Hätte er auch nur jeden Klub ein Mal besucht, um den neuen Kollegen einen guten Tag zu wünschen, dann hätte Richardson innerhalb von 60 Tagen mehr als 9000 Kilometer zurückgelegt. Das kann selbst den eifrigsten Wandervogel müde machen. "Es war stressig, das Lustige daran ist: Ich habe nicht einmal Trikots bekommen", sagte Richardson bei der Vorstellung in Miami. "Nicht aus LA, nicht aus Minnesota - und was war noch einmal das andere Team?" Memphis, Mister Richardson, es war Memphis.

Dabei ist der Flügelspieler nicht einmal schuld an der Wechselorgie, es ist vielmehr sein gut dotierter Vertrag, der die Vereine bewog, ihn immer wieder abzugeben. 9,3 Millionen Dollar garantiert ihm dieser Kontrakt in der nächsten Spielzeit, das ist viel Geld für einen Spieler, der in seiner Karriere durchschnittlich 11,5 Punkte erzielte, fünf Rebounds holte - und dem es nicht gelang, aus den New York Knicks ein Siegerteam zu machen.

Aufgrund der Gehaltsobergrenze schachern die Mannschaften im Sommer mit Spielern, es geht zu wie auf einem Jahrmarkt. Mal werden nur Akteure getauscht, mal gibt es Geld obendrauf, hin und wieder die Möglichkeit, in der Zukunft einen talentierten Spieler aus dem College zu bekommen. Richardson war in diesem Sommer ein beliebtes Spekulationsobjekt. "Ich fühlte mich dennoch gewollt. Bei jeder Mannschaft habe ich nachgesehen, ob ich mich mit den Kollegen verstehe", sagt er.

Das sollte in Miami kein Problem sein. Der Verein braucht dringend einen Drei-Punkte-Spezialisten, um einen der besten Freunde von Richardson, den Aufbauspieler Dwayne Wade, zu entlasten. "Wir haben oft telefoniert und ich freue mich nun darauf, endlich mit ihm zusammenspielen zu dürfen", sagt Richardson. In der vergangenen Saison führte Wade die Mannschaft quasi im Alleingang in die Playoffs, dort scheiterte der Verein in der ersten Runde an den Atlanta Hawks. "Das soll in diesem Jahr besser werden. Ich werde Dwayne unterstützen und ein Teil des Teams sein. Danach sehen wir weiter, was passiert."

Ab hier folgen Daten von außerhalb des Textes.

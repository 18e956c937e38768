use axum::{
    Json,
    http::StatusCode,
    response::{IntoResponse, Response},
};
use serde::Serialize;
use thiserror::Error;

#[derive(Debug, Error)]
pub enum AppError {
    #[error("Unprocessable entity: {0}")]
    Unprocessable(anyhow::Error),

    #[error("Bad request: {0}")]
    BadRequest(anyhow::Error),

    #[error("Not found: {0}")]
    NotFound(anyhow::Error),

    #[error("Unauthorized: {0}")]
    Unauthorized(anyhow::Error),

    #[error("Conflict: {0}")]
    Conflict(anyhow::Error),

    #[error("Internal server error: {0}")]
    InternalError(#[from] anyhow::Error),

    #[error("Service Unavailable")]
    ServiceUnavailable,

    #[error("Database error: {0}")]
    DatabaseError(anyhow::Error),

    #[error("Configuration error: {0}")]
    ConfigError(anyhow::Error),
}

/// JSON body returned for every error response.
#[derive(Debug, Serialize)]
pub struct ErrorResponse {
    pub message: String,
    #[serde(skip_serializing_if = "Option::is_none")]
    pub details: Option<String>,
}

impl From<config::ConfigError> for AppError {
    fn from(err: config::ConfigError) -> Self {
        AppError::ConfigError(anyhow::Error::new(err))
    }
}

impl From<std::io::Error> for AppError {
    fn from(err: std::io::Error) -> Self {
        AppError::InternalError(anyhow::Error::new(err))
    }
}

impl From<mongodb::error::Error> for AppError {
    fn from(err: mongodb::error::Error) -> Self {
        AppError::DatabaseError(anyhow::Error::new(err))
    }
}

impl AppError {
    pub fn status_code(&self) -> StatusCode {
        match self {
            AppError::Unprocessable(_) => StatusCode::UNPROCESSABLE_ENTITY,
            AppError::BadRequest(_) => StatusCode::BAD_REQUEST,
            AppError::NotFound(_) => StatusCode::NOT_FOUND,
            AppError::Unauthorized(_) => StatusCode::UNAUTHORIZED,
            AppError::Conflict(_) => StatusCode::CONFLICT,
            AppError::ServiceUnavailable => StatusCode::SERVICE_UNAVAILABLE,
            AppError::InternalError(_) | AppError::DatabaseError(_) | AppError::ConfigError(_) => {
                StatusCode::INTERNAL_SERVER_ERROR
            }
        }
    }
}

impl IntoResponse for AppError {
    fn into_response(self) -> Response {
        let status = self.status_code();

        let (message, details) = match self {
            AppError::Unprocessable(err) => {
                ("Validation error".to_string(), Some(err.to_string()))
            }
            AppError::BadRequest(err)
            | AppError::NotFound(err)
            | AppError::Unauthorized(err)
            | AppError::Conflict(err) => (err.to_string(), None),
            AppError::InternalError(err) => {
                tracing::error!(error = ?err, "Internal error while handling request");
                ("Internal server error".to_string(), None)
            }
            AppError::ServiceUnavailable => ("Service unavailable".to_string(), None),
            AppError::DatabaseError(err) => {
                tracing::error!(error = %err, "Database error while handling request");
                ("Database error".to_string(), None)
            }
            AppError::ConfigError(err) => {
                ("Configuration error".to_string(), Some(err.to_string()))
            }
        };

        (status, Json(ErrorResponse { message, details })).into_response()
    }
}

#[cfg(test)]
mod tests {
    use super::*;

    async fn body_json(response: Response) -> serde_json::Value {
        let bytes = axum::body::to_bytes(response.into_body(), usize::MAX)
            .await
            .unwrap();
        serde_json::from_slice(&bytes).unwrap()
    }

    #[tokio::test]
    async fn unauthorized_renders_message_body() {
        let response =
            AppError::Unauthorized(anyhow::anyhow!("Invalid credentials")).into_response();
        assert_eq!(response.status(), StatusCode::UNAUTHORIZED);

        let body = body_json(response).await;
        assert_eq!(body["message"], "Invalid credentials");
        assert!(body.get("details").is_none());
    }

    #[tokio::test]
    async fn database_errors_hide_driver_details() {
        let response = AppError::DatabaseError(anyhow::anyhow!("connection refused on 10.0.0.3"))
            .into_response();
        assert_eq!(response.status(), StatusCode::INTERNAL_SERVER_ERROR);

        let body = body_json(response).await;
        assert_eq!(body["message"], "Database error");
        assert!(body.get("details").is_none());
    }

    #[test]
    fn conflict_and_not_found_status_codes() {
        assert_eq!(
            AppError::Conflict(anyhow::anyhow!("dup")).status_code(),
            StatusCode::CONFLICT
        );
        assert_eq!(
            AppError::NotFound(anyhow::anyhow!("gone")).status_code(),
            StatusCode::NOT_FOUND
        );
        assert_eq!(
            AppError::Unprocessable(anyhow::anyhow!("missing field")).status_code(),
            StatusCode::UNPROCESSABLE_ENTITY
        );
    }
}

Richardsons Vertrag nämlich läuft nach der kommenden Spielzeit ebenso aus wie der von Wade, beide können den Verein wechseln. Ohnehin wird nach der kommenden Spielzeit erwartet, dass aus dem Jahrmarkt-Schachern ein Börsen-Wahnsinn werden könnte, weil so viele Spieler wie nie zuvor zu Free Agents werden. "Ich werde in diesem Jahr ohnehin nur zur Miete wohnen", sagt Richardson. "Ich bin nicht unglücklich über meine Situation, schließlich habe ich einen Vertrag, der mir unabhängig vom Verein Geld garantiert." Wandervögel haben die wichtigsten Sachen eben immer dabei.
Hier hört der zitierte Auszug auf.